August 20, 2018

Hospital at Home?

For years, I’ve been arguing that frail older patients are often better off being treated for acute medical problems at home than in the hospital. I began making this claim during my residency when I wrote about The Ethics of Cardiopulmonary Resuscitation,” claiming that it created cognitive dissonance for physicians in hospitals to go all out for some patients and to withhold selected treatments for others. Better, I suggested, to keep those individuals who didn’t want everything under the sun, and particularly those who didn’t want attempted cardiopulmonary resuscitation, out of the hospital altogether. 

I picked up the theme during my geriatrics fellowship in a paper entitled “Adverse Consequences of Hospitalization in the Elderly," which quantified the frequency with which older patients developed iatrogenic complications, unrelated to the medical problem for which they had been admitted and found it was 40.5 percent in those aged 70 or older, compared to 8.8 percent in those under 70. And instead of suggesting that we build higher siderails—or institute the kinds of interventions that eventually were adopted by Acute Care for the Elderly (ACE) units—we try to avoid hospitalization altogether. 

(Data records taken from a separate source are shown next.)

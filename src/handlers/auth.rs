use axum::{extract::State, Extension, Json};
use serde::Deserialize;

use crate::error::{ApiError, FieldError};
use crate::handlers::users::{looks_like_email, TokenBody};
use crate::middleware::AuthUser;
use crate::models::UserProfile;
use crate::state::AppState;

#[derive(Debug, Deserialize)]
pub struct LoginBody {
    pub email: Option<String>,
    pub password: Option<String>,
}

/// POST /api/auth
pub async fn login(
    State(state): State<AppState>,
    Json(body): Json<LoginBody>,
) -> Result<Json<TokenBody>, ApiError> {
    let email = body.email.unwrap_or_default();

    let mut errors = Vec::new();
    if !looks_like_email(&email) {
        errors.push(FieldError::new("email", "Please include a valid email"));
    }
    if body.password.is_none() {
        errors.push(FieldError::new("password", "Password is required"));
    }
    if !errors.is_empty() {
        return Err(ApiError::validation(errors));
    }
    let password = body.password.unwrap_or_default();

    // Same response for unknown email and wrong password
    let user = match state.store.find_user_by_email(&email).await? {
        Some(user) => user,
        None => return Err(ApiError::bad_request("Invalid Credentials")),
    };

    let user_id = user.id;
    if !verify_password(password, user.password).await? {
        return Err(ApiError::bad_request("Invalid Credentials"));
    }

    let token = state.keys.sign(user_id).map_err(|err| {
        tracing::error!("token signing failed: {err}");
        ApiError::server()
    })?;

    Ok(Json(TokenBody { token }))
}

/// GET /api/auth
pub async fn current_user(
    State(state): State<AppState>,
    Extension(user): Extension<AuthUser>,
) -> Result<Json<UserProfile>, ApiError> {
    let user = state
        .store
        .find_user(user.id)
        .await?
        .ok_or_else(|| ApiError::not_found("User not found"))?;

    Ok(Json(UserProfile::from(user)))
}

/// bcrypt comparison, run off the async runtime like hashing.
async fn verify_password(password: String, hash: String) -> Result<bool, ApiError> {
    tokio::task::spawn_blocking(move || bcrypt::verify(password, &hash))
        .await
        .map_err(|err| {
            tracing::error!("verify task failed: {err}");
            ApiError::server()
        })?
        .map_err(|err| {
            tracing::error!("password verification failed: {err}");
            ApiError::server()
        })
}
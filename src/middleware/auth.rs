use axum::{
    extract::{Request, State},
    http::HeaderMap,
    middleware::Next,
    response::Response,
};
use uuid::Uuid;

use crate::auth::Claims;
use crate::error::ApiError;
use crate::state::AppState;

/// Authenticated user context attached to guarded requests.
#[derive(Clone, Debug)]
pub struct AuthUser {
    pub id: Uuid,
}

impl From<Claims> for AuthUser {
    fn from(claims: Claims) -> Self {
        Self { id: claims.sub }
    }
}

/// Bearer credential guard: verifies the token and injects [`AuthUser`]
/// into the request before any handler runs.
pub async fn require_auth(
    State(state): State<AppState>,
    mut request: Request,
    next: Next,
) -> Result<Response, ApiError> {
    let token = extract_bearer_token(request.headers())
        .ok_or_else(|| ApiError::unauthorized("No token, authorization denied"))?;

    let claims = state
        .keys
        .verify(&token)
        .map_err(|_| ApiError::unauthorized("Token is not valid"))?;

    request.extensions_mut().insert(AuthUser::from(claims));

    Ok(next.run(request).await)
}

/// Extract the token from an `Authorization: Bearer <token>` header.
fn extract_bearer_token(headers: &HeaderMap) -> Option<String> {
    let auth_str = headers.get("authorization")?.to_str().ok()?;
    let token = auth_str.strip_prefix("Bearer ")?.trim();

    if token.is_empty() {
        None
    } else {
        Some(token.to_string())
    }
}
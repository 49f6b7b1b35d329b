pub mod auth;
pub mod intervals;
pub mod items;
pub mod users;
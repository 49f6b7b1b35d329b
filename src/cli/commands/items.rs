use clap::Subcommand;
use serde_json::json;
use uuid::Uuid;

use crate::cli::config::{load_config, CliConfig};
use crate::cli::utils::{api_error_message, print_json, require_token};
use crate::cli::OutputFormat;
use crate::models::ResolvedItem;

#[derive(Subcommand)]
pub enum ItemCommands {
    #[command(about = "List your items, newest first")]
    List,

    #[command(about = "Add an item")]
    Add {
        #[arg(help = "Item name")]
        name: String,
        #[arg(long, help = "Category (server default: personal)")]
        category: Option<String>,
        #[arg(long, help = "Recurrence interval id")]
        interval: Option<Uuid>,
    },

    #[command(about = "Record one more completion for an item")]
    Done {
        #[arg(help = "Item id")]
        id: Uuid,
    },

    #[command(about = "Delete an item")]
    Remove {
        #[arg(help = "Item id")]
        id: Uuid,
    },
}

pub async fn handle(cmd: ItemCommands, output_format: OutputFormat) -> anyhow::Result<()> {
    let config = load_config()?;
    let token = require_token(&config)?;
    let client = reqwest::Client::new();

    match cmd {
        ItemCommands::List => {
            let items = fetch_items(&client, &config, &token).await?;

            match output_format {
                OutputFormat::Json => print_json(&items)?,
                OutputFormat::Text => {
                    if items.is_empty() {
                        println!("No items yet; add one with: routinely items add <name>");
                    }
                    for item in &items {
                        println!("{}", format_item(item));
                    }
                }
            }
            Ok(())
        }
        ItemCommands::Add {
            name,
            category,
            interval,
        } => {
            let mut body = json!({ "name": name });
            if let Some(category) = category {
                body["category"] = json!(category);
            }
            if let Some(interval) = interval {
                body["intervalRef"] = json!(interval);
            }

            let response = client
                .post(format!("{}/api/items", config.server_url))
                .bearer_auth(&token)
                .json(&body)
                .send()
                .await?;
            if !response.status().is_success() {
                anyhow::bail!(api_error_message(response).await);
            }
            let item: ResolvedItem = response.json().await?;

            match output_format {
                OutputFormat::Json => print_json(&item)?,
                OutputFormat::Text => println!("Added {}", format_item(&item)),
            }
            Ok(())
        }
        ItemCommands::Done { id } => {
            let items = fetch_items(&client, &config, &token).await?;
            let item = items
                .iter()
                .find(|item| item.id == id)
                .ok_or_else(|| anyhow::anyhow!("Item {id} not found"))?;

            // A counter that was never set cannot pass the increment route
            // (zero counts as absent), so the first completion goes through
            // a plain update instead.
            let response = match item.done_num {
                Some(n) if n > 0 => {
                    client
                        .put(format!("{}/api/items/increment/{id}", config.server_url))
                        .bearer_auth(&token)
                        .json(&json!({ "doneNum": n }))
                        .send()
                        .await?
                }
                _ => {
                    client
                        .put(format!("{}/api/items/{id}", config.server_url))
                        .bearer_auth(&token)
                        .json(&json!({ "doneNum": 1 }))
                        .send()
                        .await?
                }
            };
            if !response.status().is_success() {
                anyhow::bail!(api_error_message(response).await);
            }
            let item: ResolvedItem = response.json().await?;

            match output_format {
                OutputFormat::Json => print_json(&item)?,
                OutputFormat::Text => println!(
                    "Done: {} ({} so far)",
                    item.name,
                    item.done_num.unwrap_or(0)
                ),
            }
            Ok(())
        }
        ItemCommands::Remove { id } => {
            let response = client
                .delete(format!("{}/api/items/{id}", config.server_url))
                .bearer_auth(&token)
                .send()
                .await?;
            if !response.status().is_success() {
                anyhow::bail!(api_error_message(response).await);
            }

            match output_format {
                OutputFormat::Json => print_json(&json!({ "removed": id }))?,
                OutputFormat::Text => println!("Removed {id}"),
            }
            Ok(())
        }
    }
}

async fn fetch_items(
    client: &reqwest::Client,
    config: &CliConfig,
    token: &str,
) -> anyhow::Result<Vec<ResolvedItem>> {
    let response = client
        .get(format!("{}/api/items", config.server_url))
        .bearer_auth(token)
        .send()
        .await?;
    if !response.status().is_success() {
        anyhow::bail!(api_error_message(response).await);
    }
    Ok(response.json().await?)
}

fn format_item(item: &ResolvedItem) -> String {
    let done = item
        .done_num
        .map(|n| format!("{n}x"))
        .unwrap_or_else(|| "-".to_string());
    let recurrence = item
        .interval_ref
        .as_ref()
        .map(|interval| format!("  every {} day(s)", interval.days))
        .unwrap_or_default();

    format!(
        "{}  [{}] {:>4}  {}{}",
        item.id, item.category, done, item.name, recurrence
    )
}
use chrono::{DateTime, Utc};
use serde::{Deserialize, Serialize};
use sqlx::FromRow;
use uuid::Uuid;

#[derive(Debug, Clone, FromRow)]
pub struct User {
    pub id: Uuid,
    pub name: String,
    pub email: String,
    pub password: String,
    pub date: DateTime<Utc>,
}

/// User as served to clients, password hash excluded.
#[derive(Debug, Clone, Serialize, Deserialize)]
pub struct UserProfile {
    pub id: Uuid,
    pub name: String,
    pub email: String,
    pub date: DateTime<Utc>,
}

impl From<User> for UserProfile {
    fn from(user: User) -> Self {
        Self {
            id: user.id,
            name: user.name,
            email: user.email,
            date: user.date,
        }
    }
}

/// Insert payload. `password` is already hashed; the store assigns id and
/// creation date.
#[derive(Debug, Clone)]
pub struct NewUser {
    pub name: String,
    pub email: String,
    pub password: String,
}
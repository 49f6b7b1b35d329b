// HTTP API error types
use axum::{http::StatusCode, response::IntoResponse, Json};
use serde::Serialize;
use serde_json::{json, Value};

use crate::store::StoreError;

/// One field-level validation failure, serialized into the `errors` array.
#[derive(Debug, Clone, Serialize)]
pub struct FieldError {
    pub msg: &'static str,
    pub param: &'static str,
}

impl FieldError {
    pub fn new(param: &'static str, msg: &'static str) -> Self {
        Self { msg, param }
    }
}

/// HTTP API error with appropriate status codes and client-safe bodies.
#[derive(Debug)]
pub enum ApiError {
    // 400 Bad Request
    Validation(Vec<FieldError>),
    BadRequest(String),

    // 401 Unauthorized: missing/invalid credential, or ownership mismatch
    Unauthorized(String),
    Forbidden,

    // 404 Not Found
    NotFound(String),

    // 500 Internal Server Error; the cause is logged, never sent
    Server,
}

impl ApiError {
    pub fn status_code(&self) -> u16 {
        match self {
            ApiError::Validation(_) => 400,
            ApiError::BadRequest(_) => 400,
            ApiError::Unauthorized(_) => 401,
            ApiError::Forbidden => 401,
            ApiError::NotFound(_) => 404,
            ApiError::Server => 500,
        }
    }

    /// Client-safe error message
    pub fn message(&self) -> &str {
        match self {
            ApiError::Validation(_) => "Invalid request",
            ApiError::BadRequest(msg) => msg,
            ApiError::Unauthorized(msg) => msg,
            ApiError::Forbidden => "Not authorized",
            ApiError::NotFound(msg) => msg,
            ApiError::Server => "Server Error",
        }
    }

    /// JSON response body
    pub fn to_json(&self) -> Value {
        match self {
            ApiError::Validation(errors) => json!({ "errors": errors }),
            _ => json!({ "msg": self.message() }),
        }
    }
}

// Static constructor methods
impl ApiError {
    pub fn validation(errors: Vec<FieldError>) -> Self {
        ApiError::Validation(errors)
    }

    pub fn bad_request(message: impl Into<String>) -> Self {
        ApiError::BadRequest(message.into())
    }

    pub fn unauthorized(message: impl Into<String>) -> Self {
        ApiError::Unauthorized(message.into())
    }

    pub fn forbidden() -> Self {
        ApiError::Forbidden
    }

    pub fn not_found(message: impl Into<String>) -> Self {
        ApiError::NotFound(message.into())
    }

    pub fn server() -> Self {
        ApiError::Server
    }
}

impl From<StoreError> for ApiError {
    fn from(err: StoreError) -> Self {
        // Log the real error but return a generic message
        tracing::error!("store error: {err}");
        ApiError::Server
    }
}

impl std::fmt::Display for ApiError {
    fn fmt(&self, f: &mut std::fmt::Formatter<'_>) -> std::fmt::Result {
        write!(f, "{}", self.message())
    }
}

impl std::error::Error for ApiError {}

// Automatic HTTP response conversion for Axum
impl IntoResponse for ApiError {
    fn into_response(self) -> axum::response::Response {
        let status =
            StatusCode::from_u16(self.status_code()).unwrap_or(StatusCode::INTERNAL_SERVER_ERROR);
        (status, Json(self.to_json())).into_response()
    }
}
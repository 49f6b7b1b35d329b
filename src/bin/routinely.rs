use clap::Parser;
use routinely_api::cli::Cli;

#[tokio::main]
async fn main() -> anyhow::Result<()> {
    let cli = Cli::parse();

    if let Err(e) = routinely_api::cli::run(cli).await {
        match std::env::var("CLI_VERBOSE").as_deref() {
            Ok("true") | Ok("1") => eprintln!("Error: {e:?}"),
            _ => eprintln!("Error: {e}"),
        }
        std::process::exit(1);
    }

    Ok(())
}
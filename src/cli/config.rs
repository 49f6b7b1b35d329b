use std::fs;
use std::path::PathBuf;

use serde::{Deserialize, Serialize};

/// Stored CLI state: which server to talk to and the token from the last
/// login. Lives in config.json under the CLI config directory.
#[derive(Debug, Clone, Serialize, Deserialize)]
pub struct CliConfig {
    pub server_url: String,
    pub token: Option<String>,
    pub email: Option<String>,
}

impl Default for CliConfig {
    fn default() -> Self {
        Self {
            server_url: "http://localhost:5000".to_string(),
            token: None,
            email: None,
        }
    }
}

pub fn get_config_dir() -> anyhow::Result<PathBuf> {
    let config_dir = if let Ok(custom_dir) = std::env::var("ROUTINELY_CLI_CONFIG_DIR") {
        PathBuf::from(custom_dir)
    } else {
        let home = std::env::var("HOME")
            .map_err(|_| anyhow::anyhow!("HOME environment variable not set"))?;
        PathBuf::from(home)
            .join(".config")
            .join("routinely")
            .join("cli")
    };

    if !config_dir.exists() {
        fs::create_dir_all(&config_dir)?;
    }

    Ok(config_dir)
}

pub fn load_config() -> anyhow::Result<CliConfig> {
    let config_file = get_config_dir()?.join("config.json");

    let mut config = if config_file.exists() {
        let content = fs::read_to_string(config_file)?;
        serde_json::from_str(&content)?
    } else {
        CliConfig::default()
    };

    // One-off server override without touching the stored config
    if let Ok(server) = std::env::var("ROUTINELY_SERVER") {
        config.server_url = server;
    }

    Ok(config)
}

pub fn save_config(config: &CliConfig) -> anyhow::Result<()> {
    let config_file = get_config_dir()?.join("config.json");

    let content = serde_json::to_string_pretty(config)?;
    fs::write(config_file, content)?;
    Ok(())
}
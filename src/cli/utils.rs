use serde::Serialize;

use crate::cli::config::CliConfig;

/// Pretty-print a value as JSON to stdout.
pub fn print_json<T: Serialize>(value: &T) -> anyhow::Result<()> {
    println!("{}", serde_json::to_string_pretty(value)?);
    Ok(())
}

pub fn require_token(config: &CliConfig) -> anyhow::Result<String> {
    config.token.clone().ok_or_else(|| {
        anyhow::anyhow!("Not logged in; run: routinely auth login <email> --password <password>")
    })
}

/// Turn an API error response into a readable message, preferring the
/// server's `msg` / `errors` bodies over the raw status.
pub async fn api_error_message(response: reqwest::Response) -> String {
    let status = response.status();
    let body: serde_json::Value = match response.json().await {
        Ok(body) => body,
        Err(_) => return format!("server returned {status}"),
    };

    if let Some(msg) = body.get("msg").and_then(|msg| msg.as_str()) {
        return msg.to_string();
    }
    if let Some(errors) = body.get("errors").and_then(|errors| errors.as_array()) {
        let msgs: Vec<&str> = errors
            .iter()
            .filter_map(|error| error.get("msg").and_then(|msg| msg.as_str()))
            .collect();
        if !msgs.is_empty() {
            return msgs.join("; ");
        }
    }

    format!("server returned {status}")
}
use anyhow::Context;
use tracing_subscriber::EnvFilter;

use routinely_api::auth::AuthKeys;
use routinely_api::config::{self, StoreBackend};
use routinely_api::store::PgStore;
use routinely_api::{app, AppState};

#[tokio::main]
async fn main() -> anyhow::Result<()> {
    // Load .env if present so cargo run picks up DATABASE_URL, JWT_SECRET, etc.
    let _ = dotenvy::dotenv();

    tracing_subscriber::fmt()
        .with_env_filter(
            EnvFilter::try_from_default_env().unwrap_or_else(|_| EnvFilter::new("info")),
        )
        .init();

    let config = config::config();
    tracing::info!("Starting Routinely API in {:?} mode", config.environment);

    anyhow::ensure!(
        !config.security.jwt_secret.is_empty(),
        "JWT_SECRET must be set outside development"
    );
    let keys = AuthKeys::new(&config.security.jwt_secret, config.security.jwt_expiry_hours);

    let state = match config.database.backend {
        StoreBackend::Postgres => {
            let store = PgStore::connect(&config.database)
                .await
                .context("connecting to Postgres")?;
            AppState::postgres(store, keys)
        }
        StoreBackend::Memory => {
            tracing::warn!("memory store selected; data is lost on shutdown");
            AppState::in_memory(keys)
        }
    };

    let app = app(state);

    let bind_addr = format!("0.0.0.0:{}", config.server.port);
    let listener = tokio::net::TcpListener::bind(&bind_addr)
        .await
        .with_context(|| format!("failed to bind {bind_addr}"))?;

    tracing::info!("Routinely API listening on http://{bind_addr}");

    axum::serve(listener, app).await.context("server")?;

    Ok(())
}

Over time, increasing evidence has accumulated that many people can be cared for at home and that this approach not only decreases the chance of adverse events (including unwanted treatment), but also results in comparable outcomes. A new study in JAMA Internal Medicine  suggests a way to pay for “hospital at home” model--by paying a single fee for acute care plus 30 days of post-acute care.
The Hospital at Home model (which, unlike the study authors, I won’t abbreviate as HaH since that makes it seem like a joke) used in this study offers hospital-style care for any of 19 common medical conditions (including pneumonia, urinary tract infection, flare of heart failure, and cellulitis) in clinically stable, interested adults who have adequate home supports. Their outcomes were compared to those of contemporaneously hospitalized adults who were eligible but either declined to participate in the study or couldn’t participate because services could not be set up for them at the particular time (night time) or day (weekends) when they showed up in the emergency department.
The results were overwhelmingly positive. Patients cared for at home, when compared to controls, were much less likely to be (re)hospitalized for any reason in the month after discharge (8.6 percent vs 15.6 percent); they were less likely to go to a skilled nursing facility after treatment of the acute episode (1.7 percent vs 10.4 percent); and they were far more likely to rate the quality of their care as excellent (68 percent vs 45 percent). While 12.2 percent of the Hospital at Home patients did end up in the hospital for treatment of the acute illness, there were no differences in mortality. There were also no differences in complications such as falls or infections, but the number of either of these adverse events was too small to draw any definitive conclusions.
On the other hand, as the authors of the accompanying commentary indicate, the study was a case control study, not a randomized trial, and the “controls” were significantly different from the cases: they were younger (a lot younger—an average of 71.5 compared to 76.0), less well educated, and better functioning (55.5 percent had at least one area of difficulty in daily activities, compared to 71.5 percent in the Hospital at Home patients). However, finding that the home care patients fared at least as well and, in many instances, better than their hospitalized counterparts, even though they were older and frailer suggests that they may have more to gain by staying out of the institution.
It's heartwarming to see evidence that treating many medical problems at home is achievable without sacrificing any important benefits and to discover there are plausible ways of paying for such care. My concern is that the “hospital at home” model, while an improvement over the hospital environment precisely because it takes place in a familiar location, may bring too much hospital technology with it. I would like to have a better understanding of just what hospital at home includes. I’m reminded of the final days of Pope John Paul II, dying of Parkinson’s disease and its complications. The Pope was cared for at home—but with a feeding tube, a ventilator, and physician care. He was, for all intents and purposes, receiving ICU care at home. So, by all means, let’s make medical care available to older people at home; let’s keep them out of the hospital if possible. But that should not mean bringing the hospital in entirety to them.